Écrire Un prisonnier d’opinion a besoin de soins médicaux

Le prisonnier d’opinion Villca Fernández doit être hospitalisé pour recevoir des soins médicaux spécialisés depuis juin 2017. Des médecins ont demandé son transfert à l’hôpital et le bureau du procureur général a rendu une décision à cet effet qui n’a toujours pas été appliquée. Son transfert a été reporté pour la cinquième fois en novembre, alors que sa santé continue à se détériorer.

Villca Fernández est un militant et dirigeant du mouvement étudiant qui vit dans l’État de Mérida, dans l’ouest du Venezuela. Il a été arrêté arbitrairement le 31 janvier 2016, quelques heures après avoir publié un tweet en réponse à un haut responsable du gouvernement qui l’avait accusé, au cours d’une émission de télévision nationale, de faire partie d’une conspiration. Il est détenu illégalement dans des locaux du Service bolivarien de renseignement national (Servicio Bolivariano de Inteligencia Nacional, SEBIN), dans la capitale, Caracas. Cet homme est un prisonnier d’opinion et doit par conséquent être libéré immédiatement et sans condition.

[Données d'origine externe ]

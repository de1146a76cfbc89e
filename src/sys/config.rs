use anyhow::{Context, Result};
use directories::{BaseDirs, ProjectDirs};
use serde::{Deserialize, Serialize};
use std::fs;
use std::path::{Path, PathBuf};

use crate::model::ImpulseChoice;

#[derive(Debug, Clone, Default, Serialize, Deserialize)]
pub struct Config {
    #[serde(default)]
    pub executables: ExecutablesConfig,
    #[serde(default)]
    pub effects: EffectsConfig,
    #[serde(default)]
    pub logging: LoggingConfig,
}

#[derive(Debug, Clone, Default, Serialize, Deserialize)]
pub struct ExecutablesConfig {
    pub ffmpeg: Option<String>,
    pub downloader: Option<String>,
}

#[derive(Debug, Clone, Serialize, Deserialize)]
pub struct EffectsConfig {
    #[serde(default = "default_tempo")]
    pub tempo: f64,
    #[serde(default)]
    pub reverb: ImpulseChoice,
    #[serde(default = "default_weights")]
    pub weights: u32,
    pub asset_dir: Option<String>,
}

#[derive(Debug, Clone, Serialize, Deserialize)]
pub struct LoggingConfig {
    #[serde(default)]
    pub enabled: bool,
    pub path: Option<PathBuf>,
    #[serde(default = "default_level")]
    pub level: String,
}

fn default_tempo() -> f64 { 0.93 }
fn default_weights() -> u32 { 10 }
fn default_level() -> String { "info".to_string() }

impl Default for EffectsConfig {
    fn default() -> Self {
        Self {
            tempo: default_tempo(),
            reverb: ImpulseChoice::default(),
            weights: default_weights(),
            asset_dir: None,
        }
    }
}

impl Default for LoggingConfig {
    fn default() -> Self {
        Self {
            enabled: false,
            path: None,
            level: default_level(),
        }
    }
}

impl Config {
    pub fn get_config_path() -> PathBuf {
        ProjectDirs::from("com", "slowed-reverb", "slowed-reverb")
            .map(|proj_dirs| proj_dirs.config_dir().join("config.toml"))
            .unwrap_or_else(|| {
                let home = std::env::var("HOME").or_else(|_| std::env::var("USERPROFILE")).unwrap_or_else(|_| ".".to_string());
                Path::new(&home).join(".slowed-reverb").join("config.toml")
            })
    }

    pub fn default_log_path() -> PathBuf {
        ProjectDirs::from("com", "slowed-reverb", "slowed-reverb")
            .map(|proj_dirs| proj_dirs.data_local_dir().join("slowed-reverb.log"))
            .unwrap_or_else(|| PathBuf::from("slowed-reverb.log"))
    }

    pub fn load(path: Option<&Path>) -> Result<Self> {
        let path = path.map(Path::to_path_buf).unwrap_or_else(Self::get_config_path);
        if !path.exists() {
            return Ok(Self::default());
        }
        let content = fs::read_to_string(&path)
            .with_context(|| format!("Failed to read config at {}", path.display()))?;
        toml::from_str(&content)
            .with_context(|| format!("Failed to parse config at {}", path.display()))
    }

    pub fn save(&self, path: &Path) -> Result<()> {
        if let Some(parent) = path.parent() {
            fs::create_dir_all(parent)?;
        }

        let mut content = String::from("# slowed-reverb configuration\n\n");

        content.push_str("[executables]\n");
        content.push_str("# Paths to the external tools. Leave unset to look them up in PATH.\n");
        if let Some(ffmpeg) = &self.executables.ffmpeg {
            content.push_str(&format!("ffmpeg = {}\n", toml::Value::from(ffmpeg.as_str())));
        } else {
            content.push_str("# ffmpeg = \"/usr/bin/ffmpeg\"\n");
        }
        if let Some(downloader) = &self.executables.downloader {
            content.push_str(&format!("downloader = {}\n", toml::Value::from(downloader.as_str())));
        } else {
            content.push_str("# downloader = \"~/.local/bin/yt-dlp\"\n");
        }

        content.push_str("\n[effects]\n");
        content.push_str("# Fraction of the original speed for the tempo stage (below 1.0 is slower).\n");
        content.push_str(&format!("tempo = {}\n", toml::Value::from(self.effects.tempo)));
        content.push_str("# Impulse response used for the reverb: \"small\" or \"large\".\n");
        content.push_str(&format!("reverb = \"{}\"\n", self.effects.reverb));
        content.push_str("# Parts of dry signal mixed against one part reverb.\n");
        content.push_str(&format!("weights = {}\n", self.effects.weights));
        content.push_str("# Folder holding fart_reverb.mp3 and fart_reverb2.mp3. Defaults to the working directory.\n");
        if let Some(dir) = &self.effects.asset_dir {
            content.push_str(&format!("asset_dir = {}\n", toml::Value::from(dir.as_str())));
        } else {
            content.push_str("# asset_dir = \"~/impulses\"\n");
        }

        content.push_str("\n[logging]\n");
        content.push_str("# Also write logs to a file.\n");
        content.push_str(&format!("enabled = {}\n", self.logging.enabled));
        if let Some(log_path) = &self.logging.path {
            content.push_str(&format!(
                "path = {}\n",
                toml::Value::from(log_path.to_string_lossy().as_ref())
            ));
        }
        content.push_str(&format!("level = {}\n", toml::Value::from(self.logging.level.as_str())));

        fs::write(path, content)?;
        Ok(())
    }

    pub fn expand_tilde(path: &str) -> PathBuf {
        if let Some(rest) = path.strip_prefix("~/") {
            if let Some(dirs) = BaseDirs::new() {
                return dirs.home_dir().join(rest);
            }
        }
        PathBuf::from(path)
    }
}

Pendant sa détention par le SEBIN, Villca Fernández a souffert de divers problèmes de santé, notamment d’hypertension, de bronchite, de douleurs dorsales et de troubles gastro-intestinaux. Les médecins de l’établissement du SEBIN ont procédé à son dernier examen médical en date le 7 décembre 2017, et ont demandé qu’il soit transféré dans un hôpital spécialisé, à même d’évaluer et de traiter adéquatement ses troubles cardiaques. L’application d’une décision du bureau du procureur général ordonnant son transfert à l’hôpital a été reportée à cinq reprises par les agents du SEBIN.

Selon les informations recueillies par Amnesty International, Villca Fernández a également subi un certain nombre de violations de son droit à une procédure régulière et de son droit de ne pas être soumis à des traitements cruels, inhumains ou dégradants. Des proches de Villca Fernández ont confié à Amnesty International que les responsables du SEBIN avaient souvent refusé pendant de longues périodes de les laisser lui rendre visite, la dernière de ces périodes ayant duré plus de quatre semaines, entre octobre et novembre. Ces responsables ont également empêché Villca Fernández de voir la lumière du jour pendant des semaines d’affilée. Cela fait près de deux ans que l’ouverture du procès est en souffrance, sans justification.